## [DIRECTIONS]
The answer should be an exact copy of the lines from the line with "if remaining == 0" through the last line of the entries, and no other lines.
PROVIDED INFORMATION section start
/// Demo loot table: (item id, max count)
const DEMO_ITEMS: [(u32, u32); 6] = [
    (2589, 4),  // Linen Cloth
    (2592, 3),  // Wool Cloth
    (4306, 2),  // Silk Cloth
    (769, 2),   // Chunk of Boar Meat
    (2318, 3),  // Light Leather
    (4865, 1),  // Ruined Pelt
];
const DEMO_QUEST_ITEM: u32 = 884;
/// Quest drops a player may hold at once
const DEMO_QUEST_ITEM_LIMIT: u32 = 10;
const DEMO_SPAWN_RADIUS: f32 = 20.0;

#[derive(Debug, Clone)]
pub struct PlayerState {
    pub id: PlayerId,
    pub position: Position,
    pub in_world: bool,
    pub money: u32,
    /// Lifetime copper picked up from loot
    pub money_looted: u64,
    pub inventory: Inventory,
    pub loot_guid: Option<ObjectGuid>,
    /// Lootable items (bags, clams, ...) carried by the player
    pub lootable_items: HashMap<ObjectGuid, Loot>,
}

impl PlayerState {
    pub fn new(id: PlayerId, position: Position, inventory: Inventory) -> Self {
        Self {
            id,
            position,
            in_world: true,
            money: 0,
            money_looted: 0,
            inventory,
            loot_guid: None,
            lootable_items: HashMap::new(),
        }
    }
}

#[derive(Debug, Clone)]
pub struct Creature {
    pub guid: ObjectGuid,
    pub position: Position,
    pub is_alive: bool,
    pub is_lootable: bool,
    /// Players holding tap rights, empty when nobody tagged the creature
    pub tappers: Vec<PlayerId>,
    pub loot: Loot,
    /// Tick at which the corpse leaves the world
    pub despawn_tick: u64,
}

/// Bones left behind by a dead player.
#[derive(Debug, Clone)]
pub struct PlayerCorpse {
    pub owner: PlayerId,
    pub position: Position,
    pub loot: Loot,
}

#[derive(Debug, Clone)]
pub struct GameState {
    pub tick: u64,
    tick_rate: u32,
    players: HashMap<PlayerId, PlayerState>,
    /// Keyed by guid so iteration follows spawn order
    creatures: BTreeMap<ObjectGuid, Creature>,
    corpses: HashMap<ObjectGuid, PlayerCorpse>,
    groups: Vec<Vec<PlayerId>>,
    instance_maps: HashSet<u32>,
    instance_denials: HashSet<(PlayerId, ObjectGuid)>,
    next_counter: u32,
    outbox: Vec<(PlayerId, Packet)>,
}
//! AOE loot configuration
//!
//! Settings live in a TOML file under an `[AOELoot]` table, using the same
//! key names the module has always used:
//!
//! ```toml
//! [AOELoot]
//! Enable = true
//! Range = 55.0
//! CorpseThreshold = 2
//! Group = true
//! MoneyShareDistanceMultiplier = 2.0
//! Debug = false
//! Message = true
//! MailFallback = false
//! ```
//!
//! Dotted keys (`AOELoot.Range = 30.0`) at the top level parse to the same
//! table. Missing keys keep their defaults, so an empty file is valid.
//! The server re-reads the file when its modification time changes.

use crate::error::ConfigError;
use log::warn;
use serde::{Deserialize, Serialize};
use std::path::Path;
use std::time::SystemTime;

pub const DEFAULT_RANGE: f32 = 55.0;
pub const DEFAULT_CORPSE_THRESHOLD: u32 = 2;
pub const DEFAULT_MONEY_SHARE_MULTIPLIER: f32 = 2.0;

#[derive(Debug, Clone, PartialEq, Serialize, Deserialize)]
#[serde(rename_all = "PascalCase", default)]
pub struct AoeLootConfig {
    /// Server-wide switch for the whole module
    pub enable: bool,
    /// Corpse discovery radius
    pub range: f32,
    /// Minimum number of eligible corpses before an AOE pass runs
    pub corpse_threshold: u32,
    /// Split gold with nearby group members
    pub group: bool,
    /// Gold sharing uses `range * money_share_distance_multiplier`
    pub money_share_distance_multiplier: f32,
    /// Send diagnostics to every player, regardless of their own debug flag
    pub debug: bool,
    /// Show the hint message at login
    pub message: bool,
    /// Mail items that do not fit in the inventory instead of leaving them on the corpse
    pub mail_fallback: bool,
}

impl Default for AoeLootConfig {
    fn default() -> Self {
        Self {
            enable: true,
            range: DEFAULT_RANGE,
            corpse_threshold: DEFAULT_CORPSE_THRESHOLD,
            group: true,
            money_share_distance_multiplier: DEFAULT_MONEY_SHARE_MULTIPLIER,
            debug: false,
            message: true,
            mail_fallback: false,
        }
    }
}

#[derive(Debug, Default, Deserialize)]
struct ConfigFile {
    #[serde(rename = "AOELoot", default)]
    aoe_loot: AoeLootConfig,
}

impl AoeLootConfig {
    /// Loads and validates the configuration file at `path`.
    pub async fn load(path: impl AsRef<Path>) -> Result<Self, ConfigError> {
        let path = path.as_ref();
        let content = tokio::fs::read_to_string(path)
            .await
            .map_err(|source| ConfigError::Io {
                path: path.display().to_string(),
                source,
            })?;
        Self::from_toml_str(&content, &path.display().to_string())
    }

    /// Parses configuration text; `origin` only labels errors.
    pub fn from_toml_str(content: &str, origin: &str) -> Result<Self, ConfigError> {
        let file: ConfigFile = toml::from_str(content).map_err(|source| ConfigError::Parse {
            path: origin.to_string(),
            source,
        })?;
        Ok(file.aoe_loot.validated())
    }

    /// Replaces unusable numeric values with their defaults.
    pub fn validated(mut self) -> Self {
        if !self.range.is_finite() || self.range <= 0.0 {
            warn!(
                "AOELoot.Range {} is invalid, using {}",
                self.range, DEFAULT_RANGE
            );
            self.range = DEFAULT_RANGE;
        }
        if !self.money_share_distance_multiplier.is_finite()
            || self.money_share_distance_multiplier < 1.0
        {
            warn!(
                "AOELoot.MoneyShareDistanceMultiplier {} is invalid, using {}",
                self.money_share_distance_multiplier, DEFAULT_MONEY_SHARE_MULTIPLIER
            );
            self.money_share_distance_multiplier = DEFAULT_MONEY_SHARE_MULTIPLIER;
        }
        self
    }

    /// Radius within which group members share gold.
    pub fn money_share_range(&self) -> f32 {
        self.range * self.money_share_distance_multiplier
    }
}

/// Modification time used to detect config edits for hot reload.
pub fn modified_time(path: &Path) -> Option<SystemTime> {
    std::fs::metadata(path).and_then(|m| m.modified()).ok()
}
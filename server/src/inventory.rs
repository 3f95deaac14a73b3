//! Player bags
//!
//! A flat list of stacks bounded by a bag slot count. Items merge into
//! existing stacks of the same id before opening new slots.

use std::collections::HashMap;

pub const DEFAULT_BAG_SLOTS: usize = 16;
pub const DEFAULT_MAX_STACK: u32 = 20;

/// Result codes for a failed store, mirroring what the client is told.
#[derive(Debug, Clone, Copy, PartialEq, Eq)]
pub enum InventoryResult {
    InventoryFull,
    CantCarryMoreOfThis,
    ItemNotFound,
}

#[derive(Debug, Clone, PartialEq, Eq)]
pub struct ItemStack {
    pub item_id: u32,
    pub count: u32,
}

#[derive(Debug, Clone)]
pub struct Inventory {
    bag_slots: usize,
    max_stack: u32,
    stacks: Vec<ItemStack>,
    /// Per-item ownership caps, typically quest items
    item_limits: HashMap<u32, u32>,
}

impl Default for Inventory {
    fn default() -> Self {
        Self::new(DEFAULT_BAG_SLOTS)
    }
}

impl Inventory {
    pub fn new(bag_slots: usize) -> Self {
        Self {
            bag_slots,
            max_stack: DEFAULT_MAX_STACK,
            stacks: Vec::new(),
            item_limits: HashMap::new(),
        }
    }

    pub fn set_item_limit(&mut self, item_id: u32, max_count: u32) {
        self.item_limits.insert(item_id, max_count);
    }

    pub fn count_of(&self, item_id: u32) -> u32 {
        self.stacks
            .iter()
            .filter(|s| s.item_id == item_id)
            .map(|s| s.count)
            .sum()
    }

    pub fn used_slots(&self) -> usize {
        self.stacks.len()
    }

    pub fn free_slots(&self) -> usize {
        self.bag_slots.saturating_sub(self.stacks.len())
    }

    pub fn stacks(&self) -> &[ItemStack] {
        &self.stacks
    }

    /// Checks whether `count` of `item_id` fits without changing anything.
    pub fn can_store(&self, item_id: u32, count: u32) -> Result<(), InventoryResult> {
        if let Some(limit) = self.item_limits.get(&item_id) {
            if self.count_of(item_id) + count > *limit {
                return Err(InventoryResult::CantCarryMoreOfThis);
            }
        }

        let room_in_stacks: u32 = self
            .stacks
            .iter()
            .filter(|s| s.item_id == item_id)
            .map(|s| self.max_stack.saturating_sub(s.count))
            .sum();
        let remaining = count.saturating_sub(room_in_stacks);
        let slots_needed = remaining.div_ceil(self.max_stack) as usize;

        if slots_needed > self.free_slots() {
            return Err(InventoryResult::InventoryFull);
        }
        Ok(())
    }

    pub fn store(&mut self, item_id: u32, count: u32) -> Result<(), InventoryResult> {
        self.can_store(item_id, count)?;

        let mut remaining = count;
        for stack in self.stacks.iter_mut().filter(|s| s.item_id == item_id) {
            let room = self.max_stack.saturating_sub(stack.count);
            let moved = room.min(remaining);
            stack.count += moved;
            remaining -= moved;
            if remaining == 0 {
                return Ok(());
            }
        }
        while remaining > 0 {
            let moved = remaining.min(self.max_stack);
            self.stacks.push(ItemStack {
                item_id,
                count: moved,
            });
            remaining -= moved;
        }
        Ok(())
    }
}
PROVIDED INFORMATION section end
## [SOLUTION TO THIS TASK]
            if remaining == 0 {
                return Ok(());
            }
        }
        while remaining > 0 {
            let moved = remaining.min(self.max_stack);
            self.stacks.push(ItemStack {
                item_id,
                count: moved,
            });
            remaining -= moved;
        }
        Ok(())
    }
}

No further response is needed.